Under Swiss Private International Law, an arbitral award is in principle “final” upon communication (art. 190 para. 1 LDIP). However, a challenge can be filed with the Swiss Federal Supreme Court on a limited number of grounds, i.e. violations of procedure or public order (article 190 para. 2 LDIP). Cases of successive challenges of awards for alleged breaches of principles of public order are very rare.


Parties not domiciled in Switzerland are however allowed to waive some or all challenges of the award based on the grounds provided by article 190 para. 2 LDIP (art. 192 para. 1 LDIP).


In light of the above, the Swiss Supreme Court recently (4A_460/2013 dated 4 February 2014) had to interpret an ICC arbitral clause stating that “all disputes … shall be finally settled under the rules of arbitration of the International Chamber of Commerce”.


This is the standard wording of an ICC arbitration clause and the ICC rules (article 28.6 1998 Rules and 34.6 2012 Rules) specify that the award is final.

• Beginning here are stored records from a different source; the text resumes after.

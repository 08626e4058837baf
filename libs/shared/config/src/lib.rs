use std::env;
use std::path::PathBuf;
use std::time::Duration;
use tracing::warn;

pub const DEFAULT_API_URL: &str = "http://localhost:5000/api";
pub const DEFAULT_HTTP_TIMEOUT_SECS: u64 = 10;

#[derive(Debug, Clone)]
pub struct AppConfig {
    pub api_base_url: String,
    pub session_file: PathBuf,
    pub http_timeout_secs: u64,
}

impl AppConfig {
    pub fn from_env() -> Self {
        let config = Self {
            api_base_url: env::var("CLINIC_API_URL")
                .unwrap_or_else(|_| {
                    warn!("CLINIC_API_URL not set, using default {}", DEFAULT_API_URL);
                    DEFAULT_API_URL.to_string()
                }),
            session_file: env::var("CLINIC_SESSION_FILE")
                .map(PathBuf::from)
                .unwrap_or_else(|_| default_session_file()),
            http_timeout_secs: match env::var("CLINIC_HTTP_TIMEOUT_SECS") {
                Ok(raw) => raw.parse().unwrap_or_else(|_| {
                    warn!("CLINIC_HTTP_TIMEOUT_SECS is not a number ({}), using default", raw);
                    DEFAULT_HTTP_TIMEOUT_SECS
                }),
                Err(_) => DEFAULT_HTTP_TIMEOUT_SECS,
            },
        };

        if !config.is_configured() {
            warn!("Application not fully configured - API base URL is empty");
        }

        config
    }

    pub fn is_configured(&self) -> bool {
        !self.api_base_url.trim().is_empty()
    }

    pub fn http_timeout(&self) -> Duration {
        Duration::from_secs(self.http_timeout_secs)
    }

    /// Base URL without a trailing slash, ready for `format!("{}{}", base, path)`.
    pub fn api_root(&self) -> &str {
        self.api_base_url.trim_end_matches('/')
    }
}

fn default_session_file() -> PathBuf {
    match dirs::data_local_dir() {
        Some(dir) => dir.join("clinic-booking").join("session.json"),
        None => {
            warn!("No local data directory available, storing session next to the binary");
            PathBuf::from("clinic-session.json")
        }
    }
}
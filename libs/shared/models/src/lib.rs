pub mod auth;
pub mod booking;
pub mod error;
pub mod slot;

pub use error::ClientError;
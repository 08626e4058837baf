use tracing::{debug, info};

use shared_api::ClinicApiClient;
use shared_config::AppConfig;
use shared_models::booking::BookingRequest;
use shared_models::ClientError;

use crate::models::BookingForm;

pub struct BookingService {
    api: ClinicApiClient,
}

impl BookingService {
    pub fn new(config: &AppConfig) -> Self {
        Self::with_client(ClinicApiClient::new(config))
    }

    pub fn with_client(api: ClinicApiClient) -> Self {
        Self { api }
    }

    /// Validates the form and posts it. Nothing is sent when validation
    /// fails.
    pub async fn book(
        &self,
        form: &BookingForm,
        selected_slot: Option<i64>,
    ) -> Result<BookingRequest, ClientError> {
        let request = form.to_request(selected_slot)?;
        debug!("Booking slot {} on {} with {}", request.slot_id, request.date, request.doctor);

        self.api.book(&request).await?;

        info!("Slot {} booked for {}", request.slot_id, request.name);
        Ok(request)
    }
}
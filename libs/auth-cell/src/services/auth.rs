use tracing::{debug, info};

use shared_api::ClinicApiClient;
use shared_config::AppConfig;
use shared_models::auth::{LoginRequest, RegisterRequest};
use shared_models::ClientError;

use crate::models::{AuthForm, AuthMode, AuthOutcome, Session};

pub const MISSING_CREDENTIALS: &str = "Username and Password are required";

pub struct AuthService {
    api: ClinicApiClient,
}

impl AuthService {
    pub fn new(config: &AppConfig) -> Self {
        Self::with_client(ClinicApiClient::new(config))
    }

    pub fn with_client(api: ClinicApiClient) -> Self {
        Self { api }
    }

    /// Submits the auth form to the endpoint selected by `mode`. Email and
    /// phone are only sent when registering.
    pub async fn submit(
        &self,
        mode: AuthMode,
        form: &AuthForm,
    ) -> Result<AuthOutcome, ClientError> {
        if form.username.is_empty() || form.password.is_empty() {
            return Err(ClientError::Validation(MISSING_CREDENTIALS.to_string()));
        }

        debug!("Submitting {} for {}", mode.endpoint(), form.username);

        match mode {
            AuthMode::Login => {
                let response = self.api.login(&LoginRequest {
                    username: form.username.clone(),
                    password: form.password.clone(),
                }).await?;

                info!("Login accepted for {}", response.username);
                Ok(AuthOutcome::LoggedIn(Session { username: response.username }))
            }
            AuthMode::Register => {
                self.api.register(&RegisterRequest {
                    username: form.username.clone(),
                    password: form.password.clone(),
                    email: form.email.clone(),
                    phone: form.phone.clone(),
                }).await?;

                info!("Registration accepted for {}", form.username);
                Ok(AuthOutcome::Registered)
            }
        }
    }
}
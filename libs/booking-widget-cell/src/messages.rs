pub const LOGIN_TO_BOOK: &str = "🔒 You must Login or Register to book an appointment!";
pub const LOGIN_TO_VIEW_BOOKINGS: &str = "🔒 Please Login to view your bookings.";
pub const CONNECTION_ERROR: &str = "❌ Error connecting to server";
pub const REGISTERED: &str = "Registration Successful! Please Login now.";
pub const SERVER_ERROR: &str = "Server Error";
pub const LOGGED_OUT_LABEL: &str = "Login / Register";

pub fn booked(name: &str) -> String {
    format!("✅ Success! Appointment booked for {}.", name)
}

pub fn rejected(message: &str) -> String {
    format!("❌ {}", message)
}

pub fn confirm_logout(username: &str) -> String {
    format!("Logged in as {}. Do you want to logout?", username)
}

pub fn logged_in_label(username: &str) -> String {
    format!("Logout ({})", username)
}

Confirming its previous case law, the Swiss Supreme Court has considered that the use of the words “finally settled” cannot be interpreted as the intent of the parties to waive all grounds for challenge of the award but only an ordinary review by the courts. The consequence is that, notwithstanding such wording, the normal limited grounds for challenging an award rendered in Switzerland under article 190 para. 2 LDIP are still available to the parties.


In cases where parties to a commercial contract intend to have an absolutely final award under Swiss law, they are well advised to expressly and clearly state their intent, using an unambiguous wording. We recommend to expressly quote the provision of the law allowing the parties to waive any challenge: “the award is final and the parties waive any possibility of challenge of the award, for any of the grounds mentioned in art. 190 para. 2 LDIP, in application of art. 192 para. 1 LDIP”.


However, in our arbitration practice experience, parties rarely accept to make an arbitral award absolutely final (i.e. renounce any and all challenges) in their arbitration clause or agreement.


For the full decision (unpublished, in German), search by decision number (4A_460/2013) on: .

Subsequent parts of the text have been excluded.